Photo by Irene Young
When John McCutcheon was a kid, his mom sat him down in front of the television one day to watch live coverage of the March on Washington. “It was strange,” the 66-year-old musician and storyteller says, because “she normally tried to prevent us from watching TV.”
McCutcheon considers that afternoon in 1963 the starting point of his devotion to folk music and social activism. “The march was remarkable, but people forget about the music. They only remember the speeches, but people like Marian Anderson and Mahalia Jackson ... imagine being a kid from rural Wisconsin and hearing Mahalia Jackson sing. It was a religious experience.” And then there were the folk singers. “Bob Dylan was there, Joan Baez, and Peter Paul & Mary, who sang ‘If I Had a Hammer,’ which was written by Pete Seeger and Lee Hays.
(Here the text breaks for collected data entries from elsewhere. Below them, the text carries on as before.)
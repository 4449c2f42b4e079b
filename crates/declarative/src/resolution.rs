//! Version resolution boundary
//!
//! Providers ask a [`VersionResolver`] which version of a package to install.
//! The lockfile-backed resolver lives in `lockkit`; [`FloatingResolver`] is
//! used when no lockfile is in play.

use serde::{Deserialize, Serialize};
use std::fmt;

/// Where a resolved version came from
#[derive(Debug, Clone, Copy, Default, PartialEq, Eq, Serialize, Deserialize)]
#[serde(rename_all = "lowercase")]
pub enum Source {
    /// The caller's latest (or configured) version
    #[default]
    Latest,
    /// A lockfile entry honoured in Locked mode
    Locked,
    /// A lockfile entry enforced unconditionally in Frozen mode
    Pinned,
}

impl fmt::Display for Source {
    fn fmt(&self, f: &mut fmt::Formatter<'_>) -> fmt::Result {
        f.write_str(match self {
            Self::Latest => "latest",
            Self::Locked => "locked",
            Self::Pinned => "pinned",
        })
    }
}

/// Outcome of resolving one package
#[derive(Debug, Clone, Default, PartialEq, Eq, Serialize, Deserialize)]
pub struct Resolution {
    pub version: Option<String>,
    pub source: Source,
    /// A lockfile entry was used
    pub locked: bool,
    pub locked_version: Option<String>,
    /// What the caller reported as latest
    pub available_version: Option<String>,
    /// Locked version differs from the available one
    pub drifted: bool,
    /// No lock entry existed; the lockfile should record this version
    pub updated: bool,
    /// Resolution cannot be honoured (fatal before planning)
    pub failed: bool,
    pub error: Option<String>,
}

impl Resolution {
    /// Floating resolution: whatever the caller considers latest
    pub fn latest(latest: Option<&str>) -> Self {
        Self {
            version: latest.map(str::to_string),
            available_version: latest.map(str::to_string),
            ..Self::default()
        }
    }

    pub fn failure(latest: Option<&str>, error: impl Into<String>) -> Self {
        Self {
            available_version: latest.map(str::to_string),
            failed: true,
            error: Some(error.into()),
            ..Self::default()
        }
    }
}

/// Decides which version a provider should install
pub trait VersionResolver: Send + Sync {
    fn resolve(&self, provider: &str, name: &str, latest: Option<&str>) -> Resolution;
}

/// Resolver that always floats to the caller's version
#[derive(Debug, Clone, Copy, Default)]
pub struct FloatingResolver;

impl VersionResolver for FloatingResolver {
    fn resolve(&self, _provider: &str, _name: &str, latest: Option<&str>) -> Resolution {
        Resolution::latest(latest)
    }
}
I’d never heard any of these songs before, and it piqued my interest in what was going on with the civil rights movement.”
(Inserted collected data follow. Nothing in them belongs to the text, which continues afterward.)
//! Step graph - validated, immutable DAG of steps
//!
//! Steps are collected in a [`StepGraphBuilder`] and frozen into a
//! [`StepGraph`] by [`StepGraphBuilder::build`], which rejects missing
//! dependencies and cycles. The frozen graph has no mutating API.

use crate::error::{Error, Result};
use crate::id::StepId;
use crate::step::{BoxedStep, SharedStep};
use std::collections::{BTreeMap, BTreeSet, VecDeque};
use std::sync::Arc;

/// Collects steps before validation
#[derive(Default)]
pub struct StepGraphBuilder {
    steps: BTreeMap<StepId, SharedStep>,
}

impl StepGraphBuilder {
    pub fn new() -> Self {
        Self::default()
    }

    /// Add a step, rejecting duplicate IDs
    pub fn add(&mut self, step: BoxedStep) -> Result<&mut Self> {
        self.add_shared(Arc::from(step))
    }

    pub fn add_shared(&mut self, step: SharedStep) -> Result<&mut Self> {
        let id = step.id().clone();
        if self.steps.contains_key(&id) {
            return Err(Error::DuplicateStep(id));
        }
        self.steps.insert(id, step);
        Ok(self)
    }

    pub fn len(&self) -> usize {
        self.steps.len()
    }

    pub fn is_empty(&self) -> bool {
        self.steps.is_empty()
    }

    /// Validate dependencies and compute the topological order
    pub fn build(self) -> Result<StepGraph> {
        let mut dependencies: BTreeMap<StepId, BTreeSet<StepId>> = BTreeMap::new();
        let mut dependents: BTreeMap<StepId, BTreeSet<StepId>> = BTreeMap::new();

        for (id, step) in &self.steps {
            let deps = dependencies.entry(id.clone()).or_default();
            dependents.entry(id.clone()).or_default();
            for dep in step.depends_on() {
                if !self.steps.contains_key(dep) {
                    return Err(Error::MissingDependency {
                        step: id.clone(),
                        dependency: dep.clone(),
                    });
                }
                deps.insert(dep.clone());
            }
        }
        for (id, deps) in &dependencies {
            for dep in deps {
                dependents.entry(dep.clone()).or_default().insert(id.clone());
            }
        }

        let order = topological_order(&dependencies, &dependents)?;
        log::debug!("Built step graph with {} step(s)", order.len());

        Ok(StepGraph {
            steps: self.steps,
            order,
            dependencies,
            dependents,
        })
    }
}

/// Kahn's algorithm with a sorted ready set, so ties break by StepId
fn topological_order(
    dependencies: &BTreeMap<StepId, BTreeSet<StepId>>,
    dependents: &BTreeMap<StepId, BTreeSet<StepId>>,
) -> Result<Vec<StepId>> {
    let mut remaining: BTreeMap<&StepId, usize> = dependencies
        .iter()
        .map(|(id, deps)| (id, deps.len()))
        .collect();
    let mut ready: BTreeSet<&StepId> = remaining
        .iter()
        .filter(|(_, count)| **count == 0)
        .map(|(id, _)| *id)
        .collect();
    let mut order = Vec::with_capacity(dependencies.len());

    while let Some(id) = ready.pop_first() {
        remaining.remove(id);
        order.push(id.clone());
        for dependent in dependents.get(id).into_iter().flatten() {
            if let Some(count) = remaining.get_mut(dependent) {
                *count -= 1;
                if *count == 0 {
                    ready.insert(dependent);
                }
            }
        }
    }

    if remaining.is_empty() {
        Ok(order)
    } else {
        let stuck: BTreeSet<&StepId> = remaining.keys().copied().collect();
        Err(Error::Cycle {
            ids: find_cycle(&stuck, dependencies),
        })
    }
}

/// Follow dependencies among the unsorted nodes until one repeats
///
/// Every unsorted node still has an unsorted dependency, so the walk always
/// closes a loop. The result starts at the loop's smallest ID.
fn find_cycle(
    stuck: &BTreeSet<&StepId>,
    dependencies: &BTreeMap<StepId, BTreeSet<StepId>>,
) -> Vec<StepId> {
    let Some(start) = stuck.first() else {
        return Vec::new();
    };

    let mut path: Vec<&StepId> = Vec::new();
    let mut current: &StepId = start;
    loop {
        if let Some(pos) = path.iter().position(|seen| *seen == current) {
            let mut cycle: Vec<StepId> = path[pos..].iter().map(|id| (*id).clone()).collect();
            if let Some(min) = cycle
                .iter()
                .enumerate()
                .min_by(|a, b| a.1.cmp(b.1))
                .map(|(i, _)| i)
            {
                cycle.rotate_left(min);
            }
            return cycle;
        }
        path.push(current);

        let next = dependencies
            .get(current)
            .into_iter()
            .flatten()
            .find(|dep| stuck.contains(dep));
        match next {
            Some(dep) => current = dep,
            None => return path.into_iter().cloned().collect(),
        }
    }
}

/// Immutable, validated step graph
pub struct StepGraph {
    steps: BTreeMap<StepId, SharedStep>,
    order: Vec<StepId>,
    dependencies: BTreeMap<StepId, BTreeSet<StepId>>,
    dependents: BTreeMap<StepId, BTreeSet<StepId>>,
}

impl StepGraph {
    pub fn empty() -> Self {
        Self {
            steps: BTreeMap::new(),
            order: Vec::new(),
            dependencies: BTreeMap::new(),
            dependents: BTreeMap::new(),
        }
    }

    pub fn get(&self, id: &StepId) -> Option<&SharedStep> {
        self.steps.get(id)
    }

    pub fn contains(&self, id: &StepId) -> bool {
        self.steps.contains_key(id)
    }

    pub fn len(&self) -> usize {
        self.steps.len()
    }

    pub fn is_empty(&self) -> bool {
        self.steps.is_empty()
    }

    /// Deterministic topological order (dependencies first)
    pub fn order(&self) -> &[StepId] {
        &self.order
    }

    /// Steps in topological order
    pub fn steps(&self) -> impl Iterator<Item = &SharedStep> {
        self.order.iter().filter_map(|id| self.steps.get(id))
    }

    /// All IDs in sorted order
    pub fn ids(&self) -> impl Iterator<Item = &StepId> {
        self.steps.keys()
    }

    /// Direct dependencies of a step, de-duplicated and sorted
    pub fn dependencies_of(&self, id: &StepId) -> Vec<&StepId> {
        self.dependencies
            .get(id)
            .map(|deps| deps.iter().collect())
            .unwrap_or_default()
    }

    /// Every step that depends on `id`, directly or transitively, in
    /// topological order
    pub fn dependents_of(&self, id: &StepId) -> Vec<&StepId> {
        let mut seen: BTreeSet<&StepId> = BTreeSet::new();
        let mut queue: VecDeque<&StepId> = VecDeque::from([id]);
        while let Some(current) = queue.pop_front() {
            for dependent in self.dependents.get(current).into_iter().flatten() {
                if seen.insert(dependent) {
                    queue.push_back(dependent);
                }
            }
        }
        self.order.iter().filter(|id| seen.contains(id)).collect()
    }

    /// Dependency levels: every step sits one wave after its deepest
    /// dependency, so steps within a wave are mutually independent
    pub fn waves(&self) -> Vec<Vec<&StepId>> {
        let position: BTreeMap<&StepId, usize> =
            self.order.iter().enumerate().map(|(i, id)| (id, i)).collect();
        depth_waves(self.order.len(), |idx| {
            self.dependencies
                .get(&self.order[idx])
                .into_iter()
                .flatten()
                .filter_map(|dep| position.get(dep).copied())
                .collect::<Vec<_>>()
        })
        .into_iter()
        .map(|wave| wave.into_iter().map(|idx| &self.order[idx]).collect())
        .collect()
    }
}

/// Group node indices by dependency depth. Nodes must be given in
/// topological order; `deps` returns the indices a node depends on.
pub(crate) fn depth_waves<I>(len: usize, mut deps: impl FnMut(usize) -> I) -> Vec<Vec<usize>>
where
    I: IntoIterator<Item = usize>,
{
    let mut level: Vec<usize> = Vec::with_capacity(len);
    let mut waves: Vec<Vec<usize>> = Vec::new();
    for idx in 0..len {
        let depth = deps(idx)
            .into_iter()
            .map(|d| level[d] + 1)
            .max()
            .unwrap_or(0);
        level.push(depth);
        if waves.len() <= depth {
            waves.resize_with(depth + 1, Vec::new);
        }
        waves[depth].push(idx);
    }
    waves
}

impl std::fmt::Debug for StepGraph {
    fn fmt(&self, f: &mut std::fmt::Formatter<'_>) -> std::fmt::Result {
        f.debug_struct("StepGraph")
            .field("order", &self.order)
            .finish_non_exhaustive()
    }
}
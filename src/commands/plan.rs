//! `keel plan`

use anyhow::Result;

use super::{open_session, print_findings};
use crate::Context;
use crate::engine::differ;
use crate::ui;

pub fn run(ctx: &Context) -> Result<()> {
    ui::header("Plan");

    let session = open_session(ctx)?;
    let plan = session.plan()?;
    differ::display_plan(&plan, ctx.verbose > 0);
    print_findings(&session.findings()?);

    let summary = plan.summary();
    println!();
    ui::info(&format!(
        "{} to apply, {} satisfied",
        ui::plural(summary.needs_apply, "step"),
        summary.satisfied
    ));
    Ok(())
}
McCutcheon’s new album, his 40th, “To Everyone in All the World: A Celebration of Pete Seeger,” is a rousing tribute to his idol, who died in 2014 at age 94. The set also features Virginia blues master Corey Harris, country singer Suzy Bogguss and bluegrass band Hot Rize.
“The first LP I ever bought was by Pete Seeger, and it was called ‘We Shall Overcome,’ ” remembers McCutcheon, calling from his home in Smoke Rise, Georgia, near Atlanta. “It was a concert recording, and I had never been to a concert before. This LP was a revelation because Pete’s audiences, they came to sing. And everyone was singing along in harmony. I’d never heard anything like it.”
McCutcheon’s immersion in traditional music continued through his days at Saint John’s University in Minnesota. On a whim, he traveled south to Virginia and West Virginia to try to learn from some of his Appalachian musical heroes such as banjo player Roscoe Holcomb, fiddler Tommy Hunter and mountain dulcimer artist I.D. Stamper. “Originally I thought, as a college student, that I would come down here and study and marinate myself in it for three months. It was a three-month study that I’m still on 47 years later.”
Not long after the move, he came across the instrument for which he is best known — the hammer dulcimer. “I found myself at a Folk Arts Workshop at a college in West Virginia. They wanted to make traditional folk instruments, and the first thing they built was a hammer dulcimer. They gave me this instrument, and I had to learn how to play it. The rest as the say, is history.”
The hard-touring player made Charlottesville his home before relocating to Georgia more than a decade ago. “I moved for the best reasons anybody does anything, for love.” He is married to children’s book author Carmen Agra Deedy, and it’s perhaps not coincidental that, in recent years, McCutcheon has concentrated on making children’s albums.
“When I was a kid, I went to the library, and there was only one book under ‘Guitar,’ and that was ‘Woody Guthrie Folk Songs.’” The songs were arranged alphabetically, he recalls. “One day you’d be singing a love song, then a song about a historical event, an anti-fascist song, a funny song. What I learned from all of this is that everything is fodder for songwriting.” How did his first efforts turn out? “They were terrible,” he says, laughing. “But I won my high school talent contest with one of them called ‘The Ponderosa No Cream in My Coffee Blues.’ A friend of mine says that he has a cassette of it and it’s going straight to YouTube if we ever have a falling out.”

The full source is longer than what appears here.